The Russians first successfully hacked the US government in 1996 using a remarkable ploy recounted in a recent report from The New Yorker.
In order to break into the American military’s network — which was classified and not connected to the public internet — the Russians planted bugged thumb drives in kiosks near NATO headquarters in Kabul, hoping that an American serviceman or woman would buy a drive and plug it into a secure computer. It worked.
This story was originally documented in “Dark Territory,” Fred Kaplan’s 2008 history of cyberwarfare. Since that successful attack, cyberwarfare has become a key tool in the Russian government’s arsenal, used in everything from influencing a US presidential election to bullying a weak neighbour.
In another extraordinary case twenty years later, which received little news coverage, the Russian government reportedly disrupted major Estonian websites for two weeks in order to pressure its neighbour to preserve a statue of a Soviet soldier that the Estonian government had plans to remove from a public square.

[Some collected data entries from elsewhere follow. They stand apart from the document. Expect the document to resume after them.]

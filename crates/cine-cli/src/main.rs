//! cine - cinematic grading from the command line
//!
//! Renders PNG frames through a look file and reports how a look will run.

use anyhow::{Context, Result};
use clap::{Args, Parser, Subcommand};
use std::path::PathBuf;

mod commands;

#[derive(Parser)]
#[command(name = "cine")]
#[command(author, version, about = "Cinematic grading pipeline CLI")]
#[command(long_about = "
Applies a cinematic look (film response, tone curve, grain, mist, glow,
halation, vignette and friends) to images.

Examples:
  cine template -o look.yaml                 # Write the default look
  cine render in.png -o out.png -l look.yaml # Grade a frame
  cine render in.png -o out.png -l look.yaml --scale 0.5 --time 2.5
  cine inspect -l look.yaml                  # Apron, ROI margin, active stages
")]
struct Cli {
    #[command(subcommand)]
    command: Commands,

    /// Verbose output
    #[arg(short, long, global = true)]
    verbose: bool,

    /// Number of threads (0 = auto)
    #[arg(short = 'j', long, global = true, default_value = "0")]
    threads: usize,
}

#[derive(Subcommand)]
enum Commands {
    /// Grade an image through a look
    #[command(visible_alias = "r")]
    Render(RenderArgs),

    /// Show apron, region of interest and active stages of a look
    #[command(visible_alias = "i")]
    Inspect(InspectArgs),

    /// Print the default look as YAML
    Template(TemplateArgs),
}

/// Arguments for the `render` command.
#[derive(Args)]
struct RenderArgs {
    /// Input PNG
    input: PathBuf,

    /// Output PNG
    #[arg(short, long)]
    output: PathBuf,

    /// Look file (YAML); the default look when omitted
    #[arg(short, long)]
    look: Option<PathBuf>,

    /// Render scale applied to every blur radius
    #[arg(short, long, default_value = "1.0")]
    scale: f32,

    /// Host time in seconds (seeds grain)
    #[arg(short, long, default_value = "0.0")]
    time: f64,

    /// Rows per parallel tile (0 = render in one window).
    ///
    /// Tiles can differ from a single-window render by the blur tail near
    /// band edges; use 0 for a bit-exact result.
    #[arg(long, default_value = "64")]
    tile_rows: usize,

    /// Write 16 bits per channel
    #[arg(long)]
    sixteen_bit: bool,
}

/// Arguments for the `inspect` command.
#[derive(Args)]
struct InspectArgs {
    /// Look file (YAML); the default look when omitted
    #[arg(short, long)]
    look: Option<PathBuf>,

    /// Render scale
    #[arg(short, long, default_value = "1.0")]
    scale: f32,

    /// Window width used for buffer estimates
    #[arg(short = 'W', long, default_value = "1920")]
    width: u32,

    /// Window height used for buffer estimates
    #[arg(short = 'H', long, default_value = "1080")]
    height: u32,
}

/// Arguments for the `template` command.
#[derive(Args)]
struct TemplateArgs {
    /// Output file (stdout when omitted)
    #[arg(short, long)]
    output: Option<PathBuf>,
}

fn main() -> Result<()> {
    let cli = Cli::parse();

    let default_level = if cli.verbose { "debug" } else { "info" };
    tracing_subscriber::fmt()
        .with_env_filter(
            tracing_subscriber::EnvFilter::try_from_default_env()
                .unwrap_or_else(|_| tracing_subscriber::EnvFilter::new(default_level)),
        )
        .with_writer(std::io::stderr)
        .init();

    // Configure thread pool
    if cli.threads > 0 {
        rayon::ThreadPoolBuilder::new()
            .num_threads(cli.threads)
            .build_global()
            .context("Failed to configure thread pool")?;
    }

    match cli.command {
        Commands::Render(args) => commands::render::run(args, cli.verbose),
        Commands::Inspect(args) => commands::inspect::run(args, cli.verbose),
        Commands::Template(args) => commands::template::run(args, cli.verbose),
    }
}
//! # cine-core
//!
//! Core types for the cinematic grading pipeline.
//!
//! This crate provides the foundational types shared by the operator and
//! look crates:
//!
//! - [`Bounds`] - Half-open integer rectangle in host pixel coordinates
//! - [`FrameBuffer`] - Owned RGBA `f32` buffer anchored at an origin
//! - [`SourceImage`], [`DestinationImage`] - Pixel accessor seams for hosts
//! - [`luminance`] - Rec.709 luminance used by every operator
//!
//! ## Crate Structure
//!
//! ```text
//! cine-core (this crate)
//!    ^
//!    |
//!    +-- cine-ops (operators, frame processor)
//!    +-- cine-look (look files, presets)
//!    +-- cine-cli
//! ```

#![warn(missing_docs)]
#![warn(rustdoc::missing_crate_level_docs)]

pub mod access;
pub mod error;
pub mod frame;
pub mod pixel;
pub mod rect;

pub use access::{DestinationImage, SourceImage};
pub use error::{Error, Result};
pub use frame::{FrameBuffer, CHANNELS};
pub use pixel::{luminance, REC709_LUMA, REC709_LUMA_B, REC709_LUMA_G, REC709_LUMA_R};
pub use rect::Bounds;

/// Prelude module for convenient imports.
///
/// ```
/// use cine_core::prelude::*;
/// ```
pub mod prelude {
    pub use crate::access::{DestinationImage, SourceImage};
    pub use crate::error::{Error, Result};
    pub use crate::frame::{FrameBuffer, CHANNELS};
    pub use crate::pixel::luminance;
    pub use crate::rect::Bounds;
}
//! Photochemical film response.
//!
//! Hue and saturation bias driven purely by luminance: cool, desaturated
//! shadows, denser midtones, warm compressed highlights. Luminance itself
//! is never changed before the final `amount` blend.
//!
//! Cross-process mode swaps the shadow-bias and highlight-warmth magnitudes
//! and flips the tint direction of both zones.

use super::{PixelOp, PixelSite};
use crate::math::{mix3, smoothstep, split_chroma};

/// Stock emulations that overwrite the four zone controls.
#[derive(Debug, Clone, Copy, PartialEq, Eq, Default)]
pub enum FilmPreset {
    /// Manual controls.
    #[default]
    None,
    /// Kodak Vision3 500T.
    Vision3,
    /// Fuji Eterna.
    Eterna,
    /// Kodak Portra.
    Portra,
    /// Kodak Ektachrome.
    Ektachrome,
    /// Cross-processed slide stock; also forces cross-process mode.
    CrossProcess,
}

impl FilmPreset {
    /// Zone controls as `(shadow_cool_bias, midtone_color_focus,
    /// highlight_warmth, highlight_compression)`, or `None` for manual.
    pub fn zones(self) -> Option<(f32, f32, f32, f32)> {
        match self {
            FilmPreset::None => None,
            FilmPreset::Vision3 => Some((0.4, 0.6, 0.5, 0.3)),
            FilmPreset::Eterna => Some((0.6, 0.3, 0.2, 0.5)),
            FilmPreset::Portra => Some((0.2, 0.5, 0.7, 0.2)),
            FilmPreset::Ektachrome => Some((0.5, 0.8, 0.3, 0.4)),
            FilmPreset::CrossProcess => Some((0.7, 0.9, 0.8, 0.1)),
        }
    }
}

/// Film response controls.
#[derive(Debug, Clone, Copy, PartialEq)]
pub struct FilmResponseParams {
    /// Module switch.
    pub enable: bool,
    /// Blend against the input (0..1).
    pub amount: f32,
    /// Cooling and desaturation of shadows.
    pub shadow_cool_bias: f32,
    /// Midtone saturation boost.
    pub midtone_color_focus: f32,
    /// Warm tint of highlights.
    pub highlight_warmth: f32,
    /// Per-channel chroma compression of highlights.
    pub highlight_compression: f32,
    /// Stock emulation overriding the zone controls.
    pub preset: FilmPreset,
    /// Swap shadow/highlight hue behavior.
    pub cross_process: bool,
}

impl Default for FilmResponseParams {
    fn default() -> Self {
        Self {
            enable: true,
            amount: 0.0,
            shadow_cool_bias: 0.0,
            midtone_color_focus: 0.0,
            highlight_warmth: 0.0,
            highlight_compression: 0.0,
            preset: FilmPreset::None,
            cross_process: false,
        }
    }
}

impl FilmResponseParams {
    /// Enabled with a positive amount.
    pub fn is_active(&self) -> bool {
        self.enable && self.amount > 0.0
    }

    /// Copy with the preset's zone controls folded in.
    pub fn resolved(&self) -> Self {
        let mut p = *self;
        if let Some((shadow, mid, warmth, comp)) = self.preset.zones() {
            p.shadow_cool_bias = shadow;
            p.midtone_color_focus = mid;
            p.highlight_warmth = warmth;
            p.highlight_compression = comp;
        }
        if self.preset == FilmPreset::CrossProcess {
            p.cross_process = true;
        }
        p
    }
}

/// Film response operator with the preset resolved once per frame.
#[derive(Debug, Clone)]
pub struct FilmResponse {
    params: FilmResponseParams,
}

impl FilmResponse {
    /// Resolves the preset table.
    pub fn new(params: FilmResponseParams) -> Self {
        Self { params: params.resolved() }
    }

    /// Applies the response to one pixel.
    pub fn process(&self, rgb: [f32; 3]) -> [f32; 3] {
        let p = &self.params;
        let (y, mut c) = split_chroma(rgb);
        if c[0] * c[0] + c[1] * c[1] + c[2] * c[2] < 1e-8 {
            return rgb;
        }

        let shadow_w = 1.0 - smoothstep(0.0, 0.3, y);
        let high_w = smoothstep(0.7, 1.0, y);
        let mid_w = (1.0 - shadow_w) * (1.0 - high_w);

        let (shadow_bias, warmth) = if p.cross_process {
            (p.highlight_warmth, p.shadow_cool_bias)
        } else {
            (p.shadow_cool_bias, p.highlight_warmth)
        };

        if shadow_w > 0.0 {
            let bias = shadow_bias * shadow_w;
            let sat = 1.0 - bias * 0.5;
            c = c.map(|v| v * sat);
            let s = bias * 0.05;
            if p.cross_process {
                c[0] += s;
                c[1] += s * 0.5;
                c[2] -= s;
            } else {
                c[0] -= s;
                c[1] += s * 0.2;
                c[2] += s * 1.5;
            }
        }

        if mid_w > 0.0 {
            let boost = 1.0 + p.midtone_color_focus * mid_w;
            c = c.map(|v| v * boost);
        }

        if high_w > 0.0 {
            let w = warmth * high_w * 0.05;
            if p.cross_process {
                c[0] -= w;
                c[1] += w * 0.2;
                c[2] += w * 1.5;
            } else {
                c[0] += w;
                c[1] += w * 0.5;
                c[2] -= w;
            }
            let comp = p.highlight_compression * high_w;
            c[0] *= 1.0 - comp;
            c[1] *= 1.0 - comp * 0.5;
            c[2] *= 1.0 - comp * 0.2;
        }

        mix3(rgb, [y + c[0], y + c[1], y + c[2]], p.amount)
    }
}

impl PixelOp for FilmResponse {
    fn name(&self) -> &'static str {
        "film_response"
    }

    fn is_active(&self) -> bool {
        self.params.is_active()
    }

    fn apply(&self, rgb: [f32; 3], _site: PixelSite) -> [f32; 3] {
        self.process(rgb)
    }
}

#[cfg(test)]
mod tests {
    use super::*;

    fn params() -> FilmResponseParams {
        FilmResponseParams {
            amount: 1.0,
            shadow_cool_bias: 0.6,
            highlight_warmth: 0.6,
            ..Default::default()
        }
    }

    #[test]
    fn test_gray_pixels_untouched() {
        let op = FilmResponse::new(params());
        assert_eq!(op.process([0.1, 0.1, 0.1]), [0.1, 0.1, 0.1]);
        assert_eq!(op.process([0.9, 0.9, 0.9]), [0.9, 0.9, 0.9]);
    }

    #[test]
    fn test_shadows_cool_highlights_warm() {
        let op = FilmResponse::new(params());
        let shadow = [0.05, 0.05, 0.06];
        let out = op.process(shadow);
        assert!(out[2] - out[0] > shadow[2] - shadow[0]);

        let high = [0.95, 0.95, 0.94];
        let out = op.process(high);
        assert!(out[0] - out[2] > high[0] - high[2]);
    }

    #[test]
    fn test_cross_process_flips_direction() {
        let normal = FilmResponse::new(params());
        let cross = FilmResponse::new(FilmResponseParams { cross_process: true, ..params() });

        let shadow = [0.05, 0.05, 0.06];
        let n = normal.process(shadow);
        let x = cross.process(shadow);
        // Normal pushes shadows toward blue, cross-process toward red.
        assert!(n[2] - n[0] > shadow[2] - shadow[0]);
        assert!(x[0] - x[2] > n[0] - n[2]);

        let high = [0.95, 0.95, 0.94];
        let n = normal.process(high);
        let x = cross.process(high);
        assert!(n[0] > x[0]);
        assert!(x[2] > n[2]);
    }

    #[test]
    fn test_preset_resolution() {
        let p = FilmResponseParams { preset: FilmPreset::CrossProcess, ..Default::default() };
        let r = p.resolved();
        assert!(r.cross_process);
        assert_eq!(r.midtone_color_focus, 0.9);
        assert_eq!(FilmPreset::None.zones(), None);
    }

    #[test]
    fn test_zero_amount_inactive() {
        let p = FilmResponseParams { amount: 0.0, ..params() };
        assert!(!p.is_active());
    }
}
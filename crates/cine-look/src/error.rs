//! Error types for look file loading.

use std::path::PathBuf;
use thiserror::Error;

/// Result type for look file operations.
pub type LookResult<T> = Result<T, LookError>;

/// Errors that can occur while loading or mapping a look file.
#[derive(Debug, Error)]
pub enum LookError {
    /// I/O error reading a look file.
    #[error("I/O error: {0}")]
    Io(#[from] std::io::Error),

    /// YAML parsing or serialisation error.
    #[error("YAML parse error: {0}")]
    Yaml(#[from] serde_yaml::Error),

    /// Look file not found.
    #[error("look file not found: {path}")]
    NotFound {
        /// Path that was searched.
        path: PathBuf,
    },

    /// Name that matches no known preset.
    #[error("unknown {kind}: '{name}'")]
    UnknownPreset {
        /// Which list was searched (film preset, grain stock, ...).
        kind: &'static str,
        /// The name as written in the file.
        name: String,
    },

    /// Value that cannot be clamped into range.
    #[error("invalid value for {field}: {reason}")]
    InvalidValue {
        /// Dotted field path, e.g. `glow.radius`.
        field: String,
        /// Description of what's wrong.
        reason: String,
    },
}
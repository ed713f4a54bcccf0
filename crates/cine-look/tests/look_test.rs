//! Look file loading from disk.

use std::io::Write;

use approx::assert_abs_diff_eq;
use cine_look::{LookError, LookFile};
use cine_ops::LookParams;
use cine_ops::pipeline::{apron, is_identity};

#[test]
fn test_load_from_file() {
    let mut tmp = tempfile::NamedTempFile::new().unwrap();
    writeln!(
        tmp,
        "name: dusk\nfilm:\n  amount: 0.7\n  preset: portra\nhalation:\n  enabled: true\n  amount: 0.4\n  radius: 30"
    )
    .unwrap();

    let file = LookFile::from_file(tmp.path()).unwrap();
    assert_eq!(file.name.as_deref(), Some("dusk"));
    let look = file.to_params().unwrap();
    assert_abs_diff_eq!(look.film.amount, 0.7);
    assert!(look.halation.enable);
    assert_eq!(apron::for_look(&look, 1.0), 32);
}

#[test]
fn test_missing_file() {
    let dir = tempfile::tempdir().unwrap();
    let err = LookFile::from_file(dir.path().join("absent.yaml")).unwrap_err();
    assert!(matches!(err, LookError::NotFound { .. }));
}

#[test]
fn test_malformed_yaml() {
    let mut tmp = tempfile::NamedTempFile::new().unwrap();
    writeln!(tmp, "glow: [unterminated").unwrap();
    assert!(matches!(LookFile::from_file(tmp.path()), Err(LookError::Yaml(_))));
}

#[test]
fn test_template_parses_to_default() {
    let yaml = LookFile::template().unwrap();
    assert!(yaml.contains("halation:"));
    assert!(yaml.contains("stock: custom"));
    let look = LookFile::from_yaml_str(&yaml).unwrap().to_params().unwrap();
    assert_eq!(look, LookParams::default());
}

#[test]
fn test_neutral_file_is_identity() {
    let yaml = "tonal:\n  enabled: false\nhighlight:\n  enabled: false\nglow:\n  amount: 1.0\n";
    let look = LookFile::from_yaml_str(yaml).unwrap().to_params().unwrap();
    assert!(is_identity(&look));
}

#[test]
fn test_roi_margin_matches_enabled_modules() {
    let yaml = "mist:\n  enabled: true\nstreak:\n  enabled: true\n  length: 0.5\naberration:\n  enabled: true\n  amount: 0.5\n";
    let margin = LookFile::from_yaml_str(yaml).unwrap().roi_margin().unwrap();
    assert_abs_diff_eq!(margin, 10.0 + 6.0 + 40.0 + 10.0);
}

The Russian government openly warned it would be “disastrous for Estonians” if the statue were to be removed. Shortly after the attack, the Estonian government decided to keep the statue.
American intelligence agencies recently concluded that the Russian government acted covertly to influence the 2016 US presidential election in favour of President Donald Trump by releasing hacked emails of Democratic officials to Wikileaks.